Less than Zero by Bret Easton Ellis (Simon & Schuster)

Irrespective of effort, few young writers pull off even patchy brilliance. Writing is just too tricky a skill to acquire in a hurry on the whole. Rare examples of the prodigies who buck the trend include Lord Byron, Truman Capote and, latterly, Bret Easton Ellis. The Los Angeles-born author (below) once described his 1985 post-American dream debut, Less than Zero, as 'pretty good writing' for a 19-year-old.

The pacy, precocious book, originally hailed as the first MTV novel, catapulted Ellis to brat-pack stardom status.
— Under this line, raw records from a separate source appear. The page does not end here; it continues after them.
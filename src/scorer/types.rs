use crate::vehicles::{VehicleType, VehicleTypeCounts};
use serde::{Deserialize, Serialize};
use std::fmt;
use strum_macros::{Display, EnumIter, EnumString};

/// Pixel-space box in the source image. Serialized as `[x, y, w, h]`.
#[derive(Debug, Clone, Copy, PartialEq, Default, Serialize, Deserialize)]
#[serde(from = "[f32; 4]", into = "[f32; 4]")]
pub struct BoundingBox {
    pub x: f32,
    pub y: f32,
    pub width: f32,
    pub height: f32,
}

impl From<[f32; 4]> for BoundingBox {
    fn from([x, y, width, height]: [f32; 4]) -> Self {
        Self {
            x,
            y,
            width,
            height,
        }
    }
}

impl From<BoundingBox> for [f32; 4] {
    fn from(b: BoundingBox) -> Self {
        [b.x, b.y, b.width, b.height]
    }
}

/// One recognized vehicle. `confidence` and `bbox` are carried through
/// untouched; only `vehicle_type` and `lane_number` feed the scorer.
#[derive(Debug, Clone, PartialEq, Serialize, Deserialize)]
pub struct Detection {
    pub vehicle_type: VehicleType,
    pub confidence: f32,
    pub bbox: BoundingBox,
    /// 1-based lane index.
    pub lane_number: u32,
}

impl Detection {
    pub fn new(vehicle_type: VehicleType, lane_number: u32) -> Self {
        Self {
            vehicle_type,
            confidence: 1.0,
            bbox: BoundingBox::default(),
            lane_number,
        }
    }

    pub fn with_confidence(mut self, confidence: f32) -> Self {
        self.confidence = confidence;
        self
    }

    pub fn with_bbox(mut self, bbox: BoundingBox) -> Self {
        self.bbox = bbox;
        self
    }
}

#[derive(
    Debug,
    Clone,
    Copy,
    PartialEq,
    Eq,
    Hash,
    PartialOrd,
    Ord,
    EnumIter,
    EnumString,
    Display,
    Serialize,
    Deserialize,
)]
#[strum(serialize_all = "snake_case")]
#[serde(rename_all = "snake_case")]
pub enum CongestionLevel {
    Low,
    Medium,
    High,
}

#[derive(Debug, Clone, PartialEq, Serialize, Deserialize)]
pub struct LaneSummary {
    pub lane_number: u32,
    pub vehicle_count: u32,
    pub vehicle_types: VehicleTypeCounts,
    pub congestion_level: CongestionLevel,
    pub priority_score: u64,
}

/// The lane that should get the green signal.
///
/// Kept structured so callers choose the wording; `Display` renders the
/// classic `Lane 2 (7 vehicles, medium congestion)` form.
#[derive(Debug, Clone, Copy, PartialEq, Eq, Serialize, Deserialize)]
pub struct SignalRecommendation {
    pub lane_number: u32,
    pub vehicle_count: u32,
    pub congestion_level: CongestionLevel,
}

impl fmt::Display for SignalRecommendation {
    fn fmt(&self, f: &mut fmt::Formatter<'_>) -> fmt::Result {
        write!(
            f,
            "Lane {} ({} vehicles, {} congestion)",
            self.lane_number, self.vehicle_count, self.congestion_level
        )
    }
}

impl From<&LaneSummary> for SignalRecommendation {
    fn from(lane: &LaneSummary) -> Self {
        Self {
            lane_number: lane.lane_number,
            vehicle_count: lane.vehicle_count,
            congestion_level: lane.congestion_level,
        }
    }
}

#[derive(Debug, Clone, PartialEq, Serialize, Deserialize)]
pub struct AnalysisResult {
    pub total_vehicles: u32,
    pub vehicle_types: VehicleTypeCounts,
    pub lanes_detected: u32,
    /// Ranked: priority descending, then lane number ascending.
    pub lane_data: Vec<LaneSummary>,
    #[serde(rename = "signal_recommendation")]
    pub recommendation: SignalRecommendation,
    pub optimization_score: f64,
}

impl AnalysisResult {
    pub fn top_lane(&self) -> Option<&LaneSummary> {
        self.lane_data.first()
    }

    pub fn lane(&self, lane_number: u32) -> Option<&LaneSummary> {
        self.lane_data.iter().find(|l| l.lane_number == lane_number)
    }

    pub fn count_of(&self, vehicle_type: VehicleType) -> u32 {
        self.vehicle_types.get(&vehicle_type).copied().unwrap_or(0)
    }
}

/// A full set of detections for one image or video frame, plus the number
/// of lanes the source divided the roadway into.
#[derive(Debug, Clone, PartialEq, Serialize, Deserialize)]
pub struct Frame {
    pub lane_count: u32,
    pub detections: Vec<Detection>,
}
It remains so good in Ellis' eyes that he has decided it warrants a sequel.

In keeping with the original, the title - Imperial Bedrooms - is lifted from an Elvis Costello record. Set to appear in May 2010, the sequel will explore how the characters' relationships have unravelled in the ensuing two decades.

They are messy from the start. At the heart of the dryly described chaos stands a college student called Clay. After returning to LA for Christmas, Clay embarks on a seasonal cocaine-fuelled bisexual orgy, flitting from party to party.

The orgy is punctuated by outbursts of extreme ugliness. In one episode, Clay is forced to sit in a chair for five hours to watch his best buddy, the degenerate Julian, sell his body to a businessman to raise funds for his heroin habit.

The accumulated weight of the nightmares will drive Clay to leave glacial, amoral LA. Rootless in the meantime, he is haunted by a sign that confronts him in the course of his freeway meandering.

'I come to a red light, tempted to go through it, then stop once I see a billboard sign that I don't remember seeing and I look up at it,' Clay says. 'All it says is 'Disappear Here',' Clay continues, 'and even though it's probably an ad for some resort, it still freaks me out a little and I step on the gas really hard and the car screeches as I leave the light.'

To some critics, Ellis' freaked-out fable is just juvenilia, a feeble foretaste of the greying boy wonder author's cult gore-fest, American Psycho. But Less than Zero is tighter and much more atmospheric - a slacker classic.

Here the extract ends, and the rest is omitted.